Most of the people I know engaged in the day-to-day process of trying to get a climate bill were utterly baffled by the drilling and loan guarantee moves. The New Yorker piece is dead on here. Who is to blame? The piece continues:

But the Administration had grown wary of cutting the kind of deals that the senators needed to pass cap-and-trade. The long and brutal health-care fight had caused a rift in the White House over legislative strategy. One camp, led by Phil Schiliro, Obama’s top congressional liaison, was composed of former congressional aides who argued that Obama needed to insert himself in the legislative process if he was going to pass the ambitious agenda that he had campaigned on. The other group, led by David Axelrod, believed that being closely associated with the messiness of congressional horse-trading was destroying Obama’s reputation.

“We ran as an outsider and then decided to be an insider to get things done,” a senior White House official said. According to the official, Schiliro and the insiders argued, “You’ve got to own Congress,” while Axelrod and the outsiders argued, “Fuck whatever Congress wants, we’re not for them.” The official added, “We probably did lose part of our brand. Obama turned into exactly what we promised ourselves he wasn’t going to be, which is the leader of parliament. We became the majority leader of both houses, and we ceded the Presidency.” Schiliro’s side won the debate over how the White House should approach health care, but in 2010, when the Senate took up cap-and-trade, Axelrod’s side was ascendant. Emanuel, for example, called Reid’s office in March and suggested that the Senate abandon cap-and-trade in favor of a modest bill that would simply require utilities to generate more electricity from clean sources.

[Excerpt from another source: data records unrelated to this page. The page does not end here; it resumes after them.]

use core::fmt::Debug;
use core::hash::BuildHasher;
use core::hash::Hash;
use core::ops::BitAnd;
use core::ops::BitOr;
use core::ops::BitXor;
use core::ops::Sub;

use crate::DefaultHashBuilder;
use crate::config::Config;
use crate::config::DEFAULT_INITIAL_BUCKETS;
use crate::error::Error;
use crate::error::Result;
use crate::hash_table;
use crate::hash_table::HashTable;

/// Upper bound on the buckets `try_from_iter` allocates from a size hint.
/// Larger inputs grow through the usual doubling.
const MAX_PRESIZED_BUCKETS: usize = 1 << 16;

/// A hash set implemented using the chained [`HashTable`] as the underlying
/// storage, with every element stored as a key mapped to `()`.
///
/// Unlike a table overwrite, [`add`] rejects an element that is already
/// present with [`Error::DuplicateElement`].
///
/// [`add`]: Set::add
///
/// # Examples
///
/// ```rust
/// use chained_hash::Set;
///
/// let a: Set<&str> = Set::try_from_iter(["hello", "there", "ikey"]).unwrap();
/// let b: Set<&str> = Set::try_from_iter(["other", "my", "hello", "there"]).unwrap();
///
/// let common = &a & &b;
/// assert_eq!(common.len(), 2);
/// assert!(common.contains(&"hello"));
/// assert!(common.contains(&"there"));
/// assert!(!common.contains(&"ikey"));
/// ```
#[derive(Clone)]
pub struct Set<T, S = DefaultHashBuilder> {
    table: HashTable<T, (), S>,
}

impl<T, S> PartialEq for Set<T, S>
where
    T: Hash + Eq,
    S: BuildHasher,
{
    fn eq(&self, other: &Self) -> bool {
        if self.len() != other.len() {
            return false;
        }
        self.iter().all(|v| other.contains(v))
    }
}

impl<T, S> Eq for Set<T, S>
where
    T: Hash + Eq,
    S: BuildHasher,
{
}

impl<T, S> Debug for Set<T, S>
where
    T: Debug,
{
    fn fmt(&self, f: &mut core::fmt::Formatter<'_>) -> core::fmt::Result {
        f.debug_set().entries(self.iter()).finish()
    }
}

impl<T, S> Set<T, S> {
    /// Returns the number of elements in the set.
    pub fn len(&self) -> usize {
        self.table.len()
    }

    /// Returns `true` if the set contains no elements.
    pub fn is_empty(&self) -> bool {
        self.table.is_empty()
    }

    /// Returns the number of buckets in the underlying table.
    pub fn bucket_count(&self) -> usize {
        self.table.bucket_count()
    }

    /// Returns the load factor of the underlying table.
    pub fn load_factor(&self) -> f64 {
        self.table.load_factor()
    }

    /// Returns a reference to the set's hasher builder.
    pub fn hasher(&self) -> &S {
        self.table.hasher()
    }

    /// Returns an iterator over the elements, each exactly once, in
    /// unspecified order.
    pub fn iter(&self) -> Iter<'_, T> {
        Iter {
            inner: self.table.keys(),
        }
    }

    /// Alias for [`iter`](Self::iter).
    pub fn keys(&self) -> Iter<'_, T> {
        self.iter()
    }

    /// Removes all elements, keeping the bucket count.
    pub fn clear(&mut self) {
        self.table.clear();
    }
}

impl<T, S> Set<T, S>
where
    T: Hash + Eq,
    S: BuildHasher,
{
    /// Creates an empty set with the given hasher builder.
    pub fn with_hasher(hash_builder: S) -> Self {
        Self {
            table: HashTable::with_hasher(hash_builder),
        }
    }

    /// Creates an empty set from `config` and the given hasher builder.
    ///
    /// Returns [`Error::InvalidConfiguration`] for an unusable `config`.
    pub fn with_config_and_hasher(config: Config, hash_builder: S) -> Result<Self> {
        Ok(Self {
            table: HashTable::with_config_and_hasher(config, hash_builder)?,
        })
    }

    /// Adds `item` to the set, or returns [`Error::DuplicateElement`] with the
    /// set unchanged if it is already a member.
    ///
    /// # Examples
    ///
    /// ```rust
    /// use chained_hash::Error;
    /// use chained_hash::Set;
    ///
    /// let mut set: Set<&str> = Set::new();
    /// assert_eq!(set.add("yooo"), Ok(()));
    /// assert_eq!(set.add("yooo"), Err(Error::DuplicateElement));
    /// assert_eq!(set.len(), 1);
    /// ```
    pub fn add(&mut self, item: T) -> Result<()> {
        if self.table.contains(&item) {
            return Err(Error::DuplicateElement);
        }
        self.table.set(item, ());
        Ok(())
    }

    /// Returns `true` if `item` is a member of the set.
    pub fn contains(&self, item: &T) -> bool {
        self.table.contains(item)
    }

    /// Removes `item` from the set, or returns [`Error::KeyNotFound`] if it is
    /// not a member.
    pub fn delete(&mut self, item: &T) -> Result<()> {
        self.table.delete(item)
    }

    /// Halves the bucket count while the load factor bound still holds.
    pub fn shrink_to_fit(&mut self) {
        self.table.shrink_to_fit();
    }

    /// Returns `true` if `self` has no elements in common with `other`.
    pub fn is_disjoint(&self, other: &Set<T, S>) -> bool {
        if self.len() <= other.len() {
            self.iter().all(|v| !other.contains(v))
        } else {
            other.iter().all(|v| !self.contains(v))
        }
    }

    /// Returns `true` if every element of `self` is also in `other`.
    pub fn is_subset(&self, other: &Set<T, S>) -> bool {
        if self.len() > other.len() {
            return false;
        }
        self.iter().all(|v| other.contains(v))
    }

    /// Returns `true` if every element of `other` is also in `self`.
    pub fn is_superset(&self, other: &Set<T, S>) -> bool {
        other.is_subset(self)
    }

    fn insert_unique(&mut self, item: T) {
        debug_assert!(!self.table.contains(&item));
        self.table.set(item, ());
    }
}

impl<T, S> Set<T, S>
where
    T: Hash + Eq + Clone,
    S: BuildHasher + Clone,
{
    fn empty_sized_for(&self, expected: usize) -> Self {
        let config = Config {
            initial_buckets: expected.saturating_mul(2).max(1),
            max_load_factor: self.table.max_load_factor(),
        };
        Self {
            table: HashTable::from_validated(config, self.hasher().clone()),
        }
    }

    /// Returns a new set holding every element that is in `self`, `other`, or
    /// both. Neither operand is modified.
    ///
    /// # Examples
    ///
    /// ```rust
    /// use chained_hash::Set;
    ///
    /// let a: Set<i32> = Set::try_from_iter([1, 2, 3]).unwrap();
    /// let b: Set<i32> = Set::try_from_iter([3, 4]).unwrap();
    ///
    /// let union = a.union(&b);
    /// assert_eq!(union.len(), 4);
    /// assert_eq!(&a | &b, union);
    /// ```
    pub fn union(&self, other: &Set<T, S>) -> Set<T, S> {
        let mut result = self.empty_sized_for(self.len() + other.len());
        for item in self.iter() {
            result.insert_unique(item.clone());
        }
        for item in other.iter() {
            if !self.contains(item) {
                result.insert_unique(item.clone());
            }
        }
        result
    }

    /// Returns a new set holding the elements present in both `self` and
    /// `other`.
    pub fn intersection(&self, other: &Set<T, S>) -> Set<T, S> {
        let (smaller, larger) = if self.len() <= other.len() {
            (self, other)
        } else {
            (other, self)
        };

        let mut result = self.empty_sized_for(smaller.len());
        for item in smaller.iter() {
            if larger.contains(item) {
                result.insert_unique(item.clone());
            }
        }
        result
    }

    /// Returns a new set holding the elements of `self` that are not in
    /// `other`. `a.difference(&b)` and `b.difference(&a)` differ in general.
    ///
    /// # Examples
    ///
    /// ```rust
    /// use chained_hash::Set;
    ///
    /// let a: Set<i32> = Set::try_from_iter([1, 2, 3]).unwrap();
    /// let b: Set<i32> = Set::try_from_iter([2, 3, 4]).unwrap();
    ///
    /// assert_eq!(a.difference(&b), Set::try_from_iter([1]).unwrap());
    /// assert_eq!(&b - &a, Set::try_from_iter([4]).unwrap());
    /// ```
    pub fn difference(&self, other: &Set<T, S>) -> Set<T, S> {
        let mut result = self.empty_sized_for(self.len());
        for item in self.iter() {
            if !other.contains(item) {
                result.insert_unique(item.clone());
            }
        }
        result
    }

    /// Returns a new set holding the elements in exactly one of `self` and
    /// `other`.
    pub fn symmetric_difference(&self, other: &Set<T, S>) -> Set<T, S> {
        let mut result = self.difference(other);
        for item in other.iter() {
            if !self.contains(item) {
                result.insert_unique(item.clone());
            }
        }
        result
    }
}

impl<T, S> Set<T, S>
where
    T: Hash + Eq,
    S: BuildHasher + Default,
{
    /// Creates an empty set with 8 buckets using the default hasher builder.
    pub fn new() -> Self {
        Self::with_hasher(S::default())
    }

    /// Creates an empty set from `config` using the default hasher builder.
    pub fn with_config(config: Config) -> Result<Self> {
        Self::with_config_and_hasher(config, S::default())
    }

    /// Builds a set from `iter`, sized at twice the iterator's lower size
    /// hint (8 buckets when the hint is zero, at most 65536 up front).
    ///
    /// Returns [`Error::DuplicateElement`] if `iter` yields the same element
    /// twice. Use [`collect`](Iterator::collect) to drop repeats instead.
    ///
    /// # Examples
    ///
    /// ```rust
    /// use chained_hash::Error;
    /// use chained_hash::Set;
    ///
    /// let set: Set<&str> = Set::try_from_iter(["a", "b", "c"]).unwrap();
    /// assert_eq!(set.len(), 3);
    /// assert_eq!(set.bucket_count(), 6);
    ///
    /// let repeated: Result<Set<&str>, _> = Set::try_from_iter(["a", "a"]);
    /// assert_eq!(repeated.err(), Some(Error::DuplicateElement));
    /// ```
    pub fn try_from_iter<I: IntoIterator<Item = T>>(iter: I) -> Result<Self> {
        let iter = iter.into_iter();
        let initial_buckets = match iter.size_hint().0 {
            0 => DEFAULT_INITIAL_BUCKETS,
            n => n.saturating_mul(2).min(MAX_PRESIZED_BUCKETS),
        };

        let mut set = Self::with_config(Config::default().with_initial_buckets(initial_buckets))?;
        for item in iter {
            set.add(item)?;
        }
        Ok(set)
    }
}

impl<T, S> Default for Set<T, S>
where
    T: Hash + Eq,
    S: BuildHasher + Default,
{
    fn default() -> Self {
        Self::new()
    }
}

/// An iterator over the elements of a [`Set`].
pub struct Iter<'a, T> {
    inner: hash_table::Keys<'a, T, ()>,
}

impl<'a, T> Iterator for Iter<'a, T> {
    type Item = &'a T;

    fn next(&mut self) -> Option<Self::Item> {
        self.inner.next()
    }

    fn size_hint(&self) -> (usize, Option<usize>) {
        self.inner.size_hint()
    }
}

impl<T> ExactSizeIterator for Iter<'_, T> {}

/// A consuming iterator over the elements of a [`Set`].
pub struct IntoIter<T> {
    inner: hash_table::IntoIter<T, ()>,
}

impl<T> Iterator for IntoIter<T> {
    type Item = T;

    fn next(&mut self) -> Option<Self::Item> {
        self.inner.next().map(|(item, ())| item)
    }

    fn size_hint(&self) -> (usize, Option<usize>) {
        self.inner.size_hint()
    }
}

impl<T> ExactSizeIterator for IntoIter<T> {}

impl<T, S> IntoIterator for Set<T, S> {
    type IntoIter = IntoIter<T>;
    type Item = T;

    fn into_iter(self) -> Self::IntoIter {
        IntoIter {
            inner: self.table.into_iter(),
        }
    }
}

impl<'a, T, S> IntoIterator for &'a Set<T, S> {
    type IntoIter = Iter<'a, T>;
    type Item = &'a T;

    fn into_iter(self) -> Self::IntoIter {
        self.iter()
    }
}

impl<T, S> FromIterator<T> for Set<T, S>
where
    T: Hash + Eq,
    S: BuildHasher + Default,
{
    fn from_iter<I: IntoIterator<Item = T>>(iter: I) -> Self {
        let mut set = Set::new();
        set.extend(iter);
        set
    }
}

impl<T, S> Extend<T> for Set<T, S>
where
    T: Hash + Eq,
    S: BuildHasher,
{
    /// Adds every element of `iter`, skipping ones already present.
    fn extend<I: IntoIterator<Item = T>>(&mut self, iter: I) {
        for item in iter {
            if !self.contains(&item) {
                self.insert_unique(item);
            }
        }
    }
}

impl<T, S> BitOr<&Set<T, S>> for &Set<T, S>
where
    T: Hash + Eq + Clone,
    S: BuildHasher + Clone,
{
    type Output = Set<T, S>;

    fn bitor(self, rhs: &Set<T, S>) -> Set<T, S> {
        self.union(rhs)
    }
}

impl<T, S> BitAnd<&Set<T, S>> for &Set<T, S>
where
    T: Hash + Eq + Clone,
    S: BuildHasher + Clone,
{
    type Output = Set<T, S>;

    fn bitand(self, rhs: &Set<T, S>) -> Set<T, S> {
        self.intersection(rhs)
    }
}

impl<T, S> Sub<&Set<T, S>> for &Set<T, S>
where
    T: Hash + Eq + Clone,
    S: BuildHasher + Clone,
{
    type Output = Set<T, S>;

    fn sub(self, rhs: &Set<T, S>) -> Set<T, S> {
        self.difference(rhs)
    }
}

impl<T, S> BitXor<&Set<T, S>> for &Set<T, S>
where
    T: Hash + Eq + Clone,
    S: BuildHasher + Clone,
{
    type Output = Set<T, S>;

    fn bitxor(self, rhs: &Set<T, S>) -> Set<T, S> {
        self.symmetric_difference(rhs)
    }
}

Axelrod — what a shock. He may know a lot about running a presidential campaign, but not so much about running a White House, let alone about avoiding either catastrophic global warming or the ruination of his boss’s historical legacy.

The New Yorker piece has much more to say about John Kerry, Joe Lieberman, and Lindsey Graham. It
may well be that there was no route to 60 votes in this political climate even if Obama had been a cross between Lyndon Johnson and Winston Churchill, but there certainly was no route to 60 votes without Obama using all of the political and rhetorical powers of the White House.

Finally, for the sake of completeness and so as not to be misunderstood by those who aren’t regular readers, most of the blame for this failure should go to the anti-science, pro-pollution ideologues. They have spread disinformation and poisoned the debate so that it is no longer even recognizable. Who could have guessed just a couple of years ago, that the GOP champion of climate action would now trash a bill considerably weaker than the one he tried to pass twice? 

And if you are keeping score at home in the blame game, the media is the second most culpable group for their generally enabling coverage — see “How the status quo media failed on climate change.”

Those two groups deserve about 90 percent of the blame (60-30?), I think (assuming that we assume the 60 vote antidemocratic super majority requirement is unchangeable). The other 10 percent goes to Obama and his team (along with Senate Democrats, scientists, environmentalists, and progressives) — and let’s not forget the “Think Small” centrists who also helped shrink the political space in the debate.

Obama is neither the James Buchanan of climate change nor the Herbert Hoover of climate change. Not that it matters much, but I’d say right now he’s the President Bill Clinton of climate change.

Is there time to change that? The President still thinks so in his Rolling Stone interview, and I will do a post on that shortly, but for now, I’ll stick with my earlier analysis and say probably not.